Tuesday, October 19, 2010

Why don't people know about the Obama tax cuts?

The New York Times looks into this question:

What if a president cut Americans’ income taxes by $116 billion and nobody noticed?

It is not a rhetorical question. At Pig Pickin’ and Politickin’, a barbecue-fed rally organized here [in Huntersville, North Carolina] last week by a Republican women’s club, a half-dozen guests were asked by a reporter what had happened to their taxes since President Obama took office.

“Federal and state have both gone up,” said Bob Paratore, 59, from nearby Charlotte, echoing the comments of others.

After further prodding — including a reminder that a provision of the stimulus bill had cut taxes for 95 percent of working families by changing withholding rates — Mr. Paratore’s memory was jogged.

“You’re right, you’re right,” he said. “I’ll be honest with you: it was so subtle that personally, I didn’t notice it.”

Few people apparently did.

In a troubling sign for Democrats as they head into the midterm elections, their signature tax cut of the past two years, which decreased income taxes by up to $400 a year for individuals and $800 for married couples, has gone largely unnoticed.

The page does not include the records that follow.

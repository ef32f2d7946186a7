//! `status` subcommand: current appearance and script configuration check

use std::path::Path;

use crate::error::Result;
use crate::runner::{build_command, expand_home, validate_script};
use crate::storage::config::{try_load_config, ScriptPrefs};
use crate::storage::history::RunHistory;
use crate::theme::{detect_system_appearance, Appearance};

/// Human-readable state of the script configured for one appearance
pub fn describe_script(prefs: &ScriptPrefs, appearance: Appearance) -> String {
    let (path, args) = prefs.script_for(appearance);
    let path = path.trim();
    if path.is_empty() {
        return "not configured".to_string();
    }

    let resolved = expand_home(path);
    match validate_script(&resolved) {
        Ok(()) => format!("ok  → {}", build_command(&resolved.to_string_lossy(), args)),
        Err(e) => e.to_string(),
    }
}

pub fn execute(config_path: &Path) -> Result<()> {
    let config = try_load_config(config_path)?;
    let current = detect_system_appearance();

    println!("Appearance: {}", current);
    println!("Config:     {}", config_path.display());
    println!("History:    {}", RunHistory::beside_config(config_path).path().display());
    println!(
        "Shell:      {} (timeout {}s)",
        config.runner.shell.display(),
        config.runner.timeout_secs
    );
    println!();

    for appearance in Appearance::all() {
        let marker = if *appearance == current { "*" } else { " " };
        println!(
            "{} {:<5}  {}",
            marker,
            appearance,
            describe_script(&config.scripts, *appearance)
        );
    }
    Ok(())
}
//! Command-line interface

pub mod config;
pub mod history;
pub mod run;
pub mod status;
pub mod watch;

use std::path::PathBuf;

use clap::{Parser, Subcommand};

use crate::theme::Appearance;

#[derive(Parser)]
#[command(name = "theme-script-runner")]
#[command(version)]
#[command(about = "Run a script whenever the system switches between light and dark mode")]
pub struct Cli {
    /// Config file (defaults to $THEME_SCRIPT_RUNNER_CONFIG, then ~/.theme-script-runner/config.toml)
    #[arg(long, global = true, value_name = "PATH")]
    pub config: Option<PathBuf>,
    /// Log at debug level (RUST_LOG overrides)
    #[arg(short, long, global = true)]
    pub verbose: bool,
    #[command(subcommand)]
    pub command: Option<Commands>,
}

#[derive(Subcommand)]
pub enum Commands {
    /// Watch for appearance changes and run the configured scripts (default)
    Watch,
    /// Show the current appearance and the configured scripts
    Status,
    /// Run the script configured for one appearance right now
    Run {
        #[arg(value_enum)]
        appearance: Appearance,
    },
    /// Inspect or edit the configuration
    Config {
        #[command(subcommand)]
        action: config::ConfigAction,
    },
    /// Show recent script runs
    History {
        /// Number of runs to show
        #[arg(short = 'n', long, default_value_t = 20)]
        limit: usize,
    },
}
mod detect;

use std::fmt;
use std::str::FromStr;
use std::sync::Arc;

use serde::{Deserialize, Serialize};

pub use detect::{detect_system_appearance, SystemAppearance};

/// OS-wide light/dark display setting
#[derive(Debug, Clone, Copy, PartialEq, Eq, Hash, Serialize, Deserialize, clap::ValueEnum)]
#[serde(rename_all = "lowercase")]
pub enum Appearance {
    Dark,
    Light,
}

impl Appearance {
    pub fn label(&self) -> &'static str {
        match self {
            Appearance::Dark => "dark",
            Appearance::Light => "light",
        }
    }

    pub fn all() -> &'static [Appearance] {
        &[Appearance::Dark, Appearance::Light]
    }
}

impl fmt::Display for Appearance {
    fn fmt(&self, f: &mut fmt::Formatter<'_>) -> fmt::Result {
        f.pad(self.label())
    }
}

impl FromStr for Appearance {
    type Err = String;

    fn from_str(s: &str) -> Result<Self, Self::Err> {
        match s.trim().to_ascii_lowercase().as_str() {
            "dark" => Ok(Appearance::Dark),
            "light" => Ok(Appearance::Light),
            other => Err(format!("unknown appearance: {other}")),
        }
    }
}

/// Anything that can report the current appearance.
///
/// Queried fresh on every evaluation; notifications carry no payload.
pub trait AppearanceSource: Send + Sync {
    fn current(&self) -> Appearance;
}

impl<T: AppearanceSource + ?Sized> AppearanceSource for Arc<T> {
    fn current(&self) -> Appearance {
        (**self).current()
    }
}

In a New York Times/CBS News Poll last month, fewer than one in 10 respondents knew that the Obama administration had lowered taxes for most Americans. Half of those polled said they thought that their taxes had stayed the same, a third thought that their taxes had gone up, and about a tenth said they did not know.
The North Carolinians' feeling that their taxes had been raised did have some basis in reality:
[T]axpayers in more than 30 states saw their state taxes rise, according to the Center on Budget and Policy Priorities.

That is what happened here in North Carolina. The Treasury Department estimated that the federal tax cut would put $1.7 billion back in the hands of North Carolina taxpayers this year. Last year, though, North Carolina, facing a large budget shortfall, raised a variety of state taxes by roughly a billion dollars.

“It was a wash,” said Mr. Tillis.
Who's Mr. Tillis? That would be Thom Tillis, someone of no significance to the New York Times' readers except that he allows the reporter to voice his opinion through someone else. (Michael Kinsley explained this phenomenon in his excellent piece on why newspaper articles are so long.)

Back to the tax cuts: Obama makes it sound like he planned for people not to notice them:
President Obama said that structuring the tax cuts so that a little more money showed up regularly in people’s paychecks “was the right thing to do economically, but politically it meant that nobody knew that they were getting a tax cut.”

“And in fact what ended up happening was six months into it, or nine months into it,” the president said, “people had thought we had raised their taxes instead of cutting their taxes.”
I find it hard to believe that the economics and the politics were so out of sync with each other. If the specific way the tax cuts were implemented caused people to feel like they hadn't gotten any relief, wouldn't that have undermined the goal of stimulating the economy?